* **EXERCISE DETAILS**
In the material below, find every line containing "FoldNode" and copy that line.

* **LISTED ENTRIES**
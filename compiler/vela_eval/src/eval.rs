//! Tree evaluation.
//!
//! `Node::evaluate` dispatches on the variant. Short-circuit forms live here;
//! the exhaustive twins, watch nodes, and set-membership nodes are evaluated
//! by the decorator modules that produce them.
//!
//! Evaluation is total: every failure is returned as `Value::Error`, and a
//! withheld input surfaces as `Value::Unknown`.

use vela_value::{
    duplicate_map_key, no_such_attribute, no_such_overload, not_iterable, unsupported_key_type,
    EvalError, MapValue, Value,
};

use crate::activation::Activation;
use crate::decorators::{exhaustive, observe, optimize};
use crate::node::{BinaryNode, ConditionalNode, FoldNode, IdentNode, ListNode, LogicalNode, MapNode, Node};
use crate::operators::evaluate_binary;
use crate::pool::ActivationPool;
use crate::stack::ensure_sufficient_stack;

impl Node {
    /// Evaluate this tree against `activation`.
    pub fn evaluate(&self, activation: &dyn Activation) -> Value {
        ensure_sufficient_stack(|| self.dispatch(activation))
    }

    fn dispatch(&self, activation: &dyn Activation) -> Value {
        match self {
            Node::Const(n) => n.value.clone(),
            Node::Ident(n) => n.evaluate(activation),
            Node::Binary(n) => n.evaluate(activation),
            Node::Or(n) => eval_or(n, activation),
            Node::And(n) => eval_and(n, activation),
            Node::Conditional(n) => eval_conditional(n, activation),
            Node::List(n) => n.evaluate(activation),
            Node::Map(n) => n.evaluate(activation),
            Node::Fold(n) => eval_fold(n, activation, LoopMode::ShortCircuit),
            Node::Watch(n) => observe::eval_watch(n, activation),
            Node::SetMembership(n) => optimize::eval_set_membership(n, activation),
            Node::ExhaustiveOr(n) => exhaustive::eval_or(n, activation),
            Node::ExhaustiveAnd(n) => exhaustive::eval_and(n, activation),
            Node::ExhaustiveConditional(n) => exhaustive::eval_conditional(n, activation),
            Node::ExhaustiveFold(n) => eval_fold(n, activation, LoopMode::Exhaustive),
        }
    }
}

impl IdentNode {
    fn evaluate(&self, activation: &dyn Activation) -> Value {
        match activation.resolve(&self.name) {
            Some(value) => value,
            None if activation.is_unknown(&self.name) => Value::unknown(self.id),
            None => Value::error(no_such_attribute(&self.name)),
        }
    }
}

impl BinaryNode {
    fn evaluate(&self, activation: &dyn Activation) -> Value {
        let lhs = self.lhs.evaluate(activation);
        let rhs = self.rhs.evaluate(activation);
        if lhs.is_unknown_or_error() {
            return lhs;
        }
        if rhs.is_unknown_or_error() {
            return rhs;
        }
        evaluate_binary(self.overload, &lhs, &rhs)
    }
}

impl ListNode {
    pub(crate) fn evaluate(&self, activation: &dyn Activation) -> Value {
        let mut items = Vec::with_capacity(self.elems.len());
        for elem in &self.elems {
            let value = elem.evaluate(activation);
            if value.is_unknown_or_error() {
                return value;
            }
            items.push(value);
        }
        Value::list(items)
    }
}

impl MapNode {
    pub(crate) fn evaluate(&self, activation: &dyn Activation) -> Value {
        if self.keys.len() != self.vals.len() {
            return Value::error(EvalError::new(format!(
                "map has {} keys but {} values",
                self.keys.len(),
                self.vals.len()
            )));
        }
        let mut map = MapValue::with_capacity(self.keys.len());
        for (key_node, val_node) in self.keys.iter().zip(&self.vals) {
            let key = key_node.evaluate(activation);
            if key.is_unknown_or_error() {
                return key;
            }
            let val = val_node.evaluate(activation);
            if val.is_unknown_or_error() {
                return val;
            }
            let Some(key) = key.to_key() else {
                return Value::error(unsupported_key_type(key.type_name()));
            };
            if let Err(dup) = map.insert(key, val) {
                return Value::error(duplicate_map_key(&dup.to_string()));
            }
        }
        Value::map(map)
    }
}

// Logical operators

/// Combine two evaluated `||` operands.
///
/// `true` absorbs everything, including errors and unknowns. Otherwise two
/// booleans give `false`, then an unknown operand wins (left first), and
/// anything else is returned as an error (left first).
pub(crate) fn logical_or(lhs: Value, rhs: Value) -> Value {
    logical(lhs, rhs, true)
}

/// Combine two evaluated `&&` operands. Mirror image of [`logical_or`].
pub(crate) fn logical_and(lhs: Value, rhs: Value) -> Value {
    logical(lhs, rhs, false)
}

fn logical(lhs: Value, rhs: Value, absorbing: bool) -> Value {
    if lhs.as_bool() == Some(absorbing) || rhs.as_bool() == Some(absorbing) {
        return Value::Bool(absorbing);
    }
    if let (Value::Bool(_), Value::Bool(_)) = (&lhs, &rhs) {
        return Value::Bool(!absorbing);
    }
    if lhs.is_unknown() {
        return lhs;
    }
    if rhs.is_unknown() {
        return rhs;
    }
    lhs.or_error(no_such_overload)
}

fn eval_or(node: &LogicalNode, activation: &dyn Activation) -> Value {
    let lhs = node.lhs.evaluate(activation);
    if lhs.as_bool() == Some(true) {
        return lhs;
    }
    let rhs = node.rhs.evaluate(activation);
    logical_or(lhs, rhs)
}

fn eval_and(node: &LogicalNode, activation: &dyn Activation) -> Value {
    let lhs = node.lhs.evaluate(activation);
    if lhs.as_bool() == Some(false) {
        return lhs;
    }
    let rhs = node.rhs.evaluate(activation);
    logical_and(lhs, rhs)
}

fn eval_conditional(node: &ConditionalNode, activation: &dyn Activation) -> Value {
    match node.cond.evaluate(activation) {
        Value::Bool(true) => node.truthy.evaluate(activation),
        Value::Bool(false) => node.falsy.evaluate(activation),
        other => other.or_error(no_such_overload),
    }
}

// Comprehensions

#[derive(Clone, Copy, Debug, PartialEq, Eq)]
pub(crate) enum LoopMode {
    /// Stop as soon as the loop condition evaluates to `false`.
    ShortCircuit,
    /// Visit every element. The condition is evaluated and ignored.
    Exhaustive,
}

pub(crate) fn eval_fold(node: &FoldNode, activation: &dyn Activation, mode: LoopMode) -> Value {
    let range = node.range.evaluate(activation);
    let Some(items) = range.iter() else {
        let type_name = range.type_name();
        return range.or_error(|| not_iterable(type_name));
    };

    // Both slots go back to the pool when the guards drop, including on unwind.
    let pool = ActivationPool::global();
    let mut accu = pool.checkout(&node.accu_var);
    accu.set(node.accu_init.evaluate(activation));
    let mut iter = pool.checkout(&node.iter_var);

    for item in items {
        iter.set(item);
        let next = {
            let accu_scope = accu.scope(activation);
            let iter_scope = iter.scope(&accu_scope);
            let cond = node.cond.evaluate(&iter_scope);
            if mode == LoopMode::ShortCircuit && cond.as_bool() == Some(false) {
                break;
            }
            node.step.evaluate(&iter_scope)
        };
        accu.set(next);
    }

    let accu_scope = accu.scope(activation);
    node.result.evaluate(&accu_scope)
}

* **RESPONSE**
use crate::node::{BinaryNode, ConditionalNode, FoldNode, IdentNode, ListNode, LogicalNode, MapNode, Node};
pub(crate) fn eval_fold(node: &FoldNode, activation: &dyn Activation, mode: LoopMode) -> Value {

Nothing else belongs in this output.